Work instruction: From the entries below, copy exactly the lines from the one that contains "let result = request.send().await;" through the one that contains "let status = response.status();", both included, and only those.

(Stored data entries)
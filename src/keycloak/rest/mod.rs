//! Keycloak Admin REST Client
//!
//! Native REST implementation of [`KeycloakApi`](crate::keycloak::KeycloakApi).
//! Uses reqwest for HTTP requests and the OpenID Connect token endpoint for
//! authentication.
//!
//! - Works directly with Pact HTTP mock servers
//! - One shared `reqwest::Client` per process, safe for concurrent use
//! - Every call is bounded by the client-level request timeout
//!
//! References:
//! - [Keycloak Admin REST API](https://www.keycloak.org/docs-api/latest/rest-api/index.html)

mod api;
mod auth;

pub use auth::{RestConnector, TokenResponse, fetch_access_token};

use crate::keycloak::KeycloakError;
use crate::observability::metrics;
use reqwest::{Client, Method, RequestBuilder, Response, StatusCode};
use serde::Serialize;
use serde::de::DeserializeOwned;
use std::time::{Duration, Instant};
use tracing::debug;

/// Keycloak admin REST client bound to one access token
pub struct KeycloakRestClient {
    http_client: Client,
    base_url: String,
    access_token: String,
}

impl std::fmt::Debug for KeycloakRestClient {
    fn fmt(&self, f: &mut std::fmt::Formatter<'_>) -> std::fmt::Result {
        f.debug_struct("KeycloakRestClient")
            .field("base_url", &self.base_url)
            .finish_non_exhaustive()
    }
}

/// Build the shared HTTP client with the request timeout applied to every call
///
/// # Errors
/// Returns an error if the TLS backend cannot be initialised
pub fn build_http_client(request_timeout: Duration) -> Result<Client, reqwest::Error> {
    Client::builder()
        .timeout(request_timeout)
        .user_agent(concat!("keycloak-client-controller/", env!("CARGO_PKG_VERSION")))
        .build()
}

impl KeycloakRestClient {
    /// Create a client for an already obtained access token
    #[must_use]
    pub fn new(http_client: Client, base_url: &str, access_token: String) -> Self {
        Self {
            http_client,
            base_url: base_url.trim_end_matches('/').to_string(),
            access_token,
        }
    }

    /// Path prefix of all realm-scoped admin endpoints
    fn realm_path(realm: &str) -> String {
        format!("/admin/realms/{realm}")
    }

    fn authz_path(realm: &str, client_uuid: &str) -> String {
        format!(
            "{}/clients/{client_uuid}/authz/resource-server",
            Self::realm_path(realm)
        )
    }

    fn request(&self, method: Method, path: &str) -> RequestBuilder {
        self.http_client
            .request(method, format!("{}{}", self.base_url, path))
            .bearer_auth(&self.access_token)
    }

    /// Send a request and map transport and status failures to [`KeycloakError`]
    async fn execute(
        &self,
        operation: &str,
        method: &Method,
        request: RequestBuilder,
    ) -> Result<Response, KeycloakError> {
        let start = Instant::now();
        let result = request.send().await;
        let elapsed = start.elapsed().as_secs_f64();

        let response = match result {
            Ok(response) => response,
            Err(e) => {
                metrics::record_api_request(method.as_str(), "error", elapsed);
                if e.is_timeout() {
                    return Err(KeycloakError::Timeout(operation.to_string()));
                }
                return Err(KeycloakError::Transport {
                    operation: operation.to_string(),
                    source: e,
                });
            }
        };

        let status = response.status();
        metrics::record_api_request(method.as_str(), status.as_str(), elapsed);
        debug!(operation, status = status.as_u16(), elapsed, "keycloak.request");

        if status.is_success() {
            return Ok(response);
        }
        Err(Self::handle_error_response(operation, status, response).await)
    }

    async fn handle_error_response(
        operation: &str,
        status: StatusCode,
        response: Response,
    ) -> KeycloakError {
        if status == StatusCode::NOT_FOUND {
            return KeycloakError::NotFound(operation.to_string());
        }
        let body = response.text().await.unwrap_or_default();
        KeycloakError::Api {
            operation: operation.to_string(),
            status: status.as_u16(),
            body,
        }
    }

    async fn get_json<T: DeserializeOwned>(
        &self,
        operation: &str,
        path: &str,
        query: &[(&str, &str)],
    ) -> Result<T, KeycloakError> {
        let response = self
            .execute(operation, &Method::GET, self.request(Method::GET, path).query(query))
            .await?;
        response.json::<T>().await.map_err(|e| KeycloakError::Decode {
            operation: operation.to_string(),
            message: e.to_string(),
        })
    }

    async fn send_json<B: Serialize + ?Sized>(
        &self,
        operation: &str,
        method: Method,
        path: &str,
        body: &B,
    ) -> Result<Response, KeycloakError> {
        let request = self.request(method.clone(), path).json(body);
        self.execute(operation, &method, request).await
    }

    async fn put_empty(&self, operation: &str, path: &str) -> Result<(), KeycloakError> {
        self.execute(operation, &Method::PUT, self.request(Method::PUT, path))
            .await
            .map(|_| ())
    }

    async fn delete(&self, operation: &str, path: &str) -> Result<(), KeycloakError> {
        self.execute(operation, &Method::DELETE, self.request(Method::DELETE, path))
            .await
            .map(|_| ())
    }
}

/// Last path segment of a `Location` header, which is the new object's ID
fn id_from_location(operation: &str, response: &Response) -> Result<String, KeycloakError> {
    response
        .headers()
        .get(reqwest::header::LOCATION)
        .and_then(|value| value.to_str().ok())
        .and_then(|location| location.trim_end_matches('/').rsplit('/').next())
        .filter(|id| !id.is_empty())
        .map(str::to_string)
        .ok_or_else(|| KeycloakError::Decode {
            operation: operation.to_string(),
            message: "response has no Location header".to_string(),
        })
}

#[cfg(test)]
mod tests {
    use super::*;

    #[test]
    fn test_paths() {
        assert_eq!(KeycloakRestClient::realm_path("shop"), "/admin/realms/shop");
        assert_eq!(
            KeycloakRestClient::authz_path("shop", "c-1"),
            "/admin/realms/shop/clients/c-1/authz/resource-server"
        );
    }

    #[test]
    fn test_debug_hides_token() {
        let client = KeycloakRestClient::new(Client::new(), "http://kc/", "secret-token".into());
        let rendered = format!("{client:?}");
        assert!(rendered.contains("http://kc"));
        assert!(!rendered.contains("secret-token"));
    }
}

--

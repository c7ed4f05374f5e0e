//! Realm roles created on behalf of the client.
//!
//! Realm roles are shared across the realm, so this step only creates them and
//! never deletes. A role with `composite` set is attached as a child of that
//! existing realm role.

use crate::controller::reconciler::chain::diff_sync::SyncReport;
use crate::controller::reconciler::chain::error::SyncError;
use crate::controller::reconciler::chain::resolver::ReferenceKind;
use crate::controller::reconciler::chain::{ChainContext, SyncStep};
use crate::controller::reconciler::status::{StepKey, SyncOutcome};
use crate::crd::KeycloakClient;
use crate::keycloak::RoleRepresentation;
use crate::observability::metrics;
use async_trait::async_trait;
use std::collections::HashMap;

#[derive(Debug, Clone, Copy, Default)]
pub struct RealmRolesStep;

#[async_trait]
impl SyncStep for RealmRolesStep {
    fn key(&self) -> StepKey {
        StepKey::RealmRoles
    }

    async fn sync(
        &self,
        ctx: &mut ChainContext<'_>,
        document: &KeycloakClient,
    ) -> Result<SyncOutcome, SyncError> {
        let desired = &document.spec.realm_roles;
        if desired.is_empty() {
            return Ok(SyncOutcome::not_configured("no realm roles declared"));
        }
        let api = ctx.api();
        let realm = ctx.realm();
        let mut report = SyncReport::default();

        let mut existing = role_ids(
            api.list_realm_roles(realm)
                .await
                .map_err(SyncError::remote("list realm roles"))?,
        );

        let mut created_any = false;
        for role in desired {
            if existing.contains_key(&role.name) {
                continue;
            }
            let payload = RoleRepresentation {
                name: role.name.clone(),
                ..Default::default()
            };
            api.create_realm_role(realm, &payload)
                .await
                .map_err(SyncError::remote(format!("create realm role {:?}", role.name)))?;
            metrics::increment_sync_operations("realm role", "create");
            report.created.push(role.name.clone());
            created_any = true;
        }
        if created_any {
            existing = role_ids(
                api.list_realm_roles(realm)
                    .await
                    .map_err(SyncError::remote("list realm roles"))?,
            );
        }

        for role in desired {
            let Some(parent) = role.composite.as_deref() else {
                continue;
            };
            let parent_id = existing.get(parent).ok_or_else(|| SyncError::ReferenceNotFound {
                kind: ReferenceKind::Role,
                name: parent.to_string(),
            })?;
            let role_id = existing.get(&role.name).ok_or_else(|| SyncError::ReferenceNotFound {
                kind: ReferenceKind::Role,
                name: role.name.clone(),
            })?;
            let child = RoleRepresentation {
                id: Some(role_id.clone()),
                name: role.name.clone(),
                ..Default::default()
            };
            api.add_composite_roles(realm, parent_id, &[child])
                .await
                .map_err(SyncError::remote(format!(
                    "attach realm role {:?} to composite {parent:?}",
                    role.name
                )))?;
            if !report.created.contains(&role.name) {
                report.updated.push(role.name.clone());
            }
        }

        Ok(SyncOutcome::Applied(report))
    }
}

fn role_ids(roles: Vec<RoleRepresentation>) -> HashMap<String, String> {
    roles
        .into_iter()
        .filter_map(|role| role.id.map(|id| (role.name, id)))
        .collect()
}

==

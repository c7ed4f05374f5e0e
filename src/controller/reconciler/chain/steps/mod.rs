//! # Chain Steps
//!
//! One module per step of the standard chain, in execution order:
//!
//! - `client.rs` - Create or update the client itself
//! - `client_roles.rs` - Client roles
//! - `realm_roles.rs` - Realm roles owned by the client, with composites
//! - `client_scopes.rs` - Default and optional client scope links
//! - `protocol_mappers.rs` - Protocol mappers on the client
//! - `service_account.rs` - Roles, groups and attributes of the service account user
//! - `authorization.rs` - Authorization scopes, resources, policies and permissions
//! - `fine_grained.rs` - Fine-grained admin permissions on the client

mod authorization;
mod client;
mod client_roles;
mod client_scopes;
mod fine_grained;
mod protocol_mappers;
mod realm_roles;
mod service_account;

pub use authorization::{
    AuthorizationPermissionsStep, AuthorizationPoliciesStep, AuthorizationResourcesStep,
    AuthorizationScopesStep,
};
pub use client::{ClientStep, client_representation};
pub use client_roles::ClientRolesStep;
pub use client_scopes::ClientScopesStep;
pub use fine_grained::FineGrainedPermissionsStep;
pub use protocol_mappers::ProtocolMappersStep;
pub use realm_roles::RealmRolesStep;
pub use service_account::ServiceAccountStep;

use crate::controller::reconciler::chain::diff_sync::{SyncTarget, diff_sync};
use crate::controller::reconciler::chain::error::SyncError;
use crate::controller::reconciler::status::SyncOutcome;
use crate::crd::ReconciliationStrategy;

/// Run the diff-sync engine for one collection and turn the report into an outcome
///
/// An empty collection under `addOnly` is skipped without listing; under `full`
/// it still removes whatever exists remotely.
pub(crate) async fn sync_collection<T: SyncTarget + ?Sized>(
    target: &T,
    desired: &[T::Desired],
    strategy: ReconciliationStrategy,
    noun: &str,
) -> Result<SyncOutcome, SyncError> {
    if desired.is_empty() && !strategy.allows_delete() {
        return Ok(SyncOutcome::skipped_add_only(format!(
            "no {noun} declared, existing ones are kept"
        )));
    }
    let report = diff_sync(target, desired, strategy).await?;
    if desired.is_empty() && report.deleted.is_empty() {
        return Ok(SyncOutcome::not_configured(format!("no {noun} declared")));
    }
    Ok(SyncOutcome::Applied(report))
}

Written reply:
        let result = request.send().await;
        let elapsed = start.elapsed().as_secs_f64();

        let response = match result {
            Ok(response) => response,
            Err(e) => {
                metrics::record_api_request(method.as_str(), "error", elapsed);
                if e.is_timeout() {
                    return Err(KeycloakError::Timeout(operation.to_string()));
                }
                return Err(KeycloakError::Transport {
                    operation: operation.to_string(),
                    source: e,
                });
            }
        };

        let status = response.status();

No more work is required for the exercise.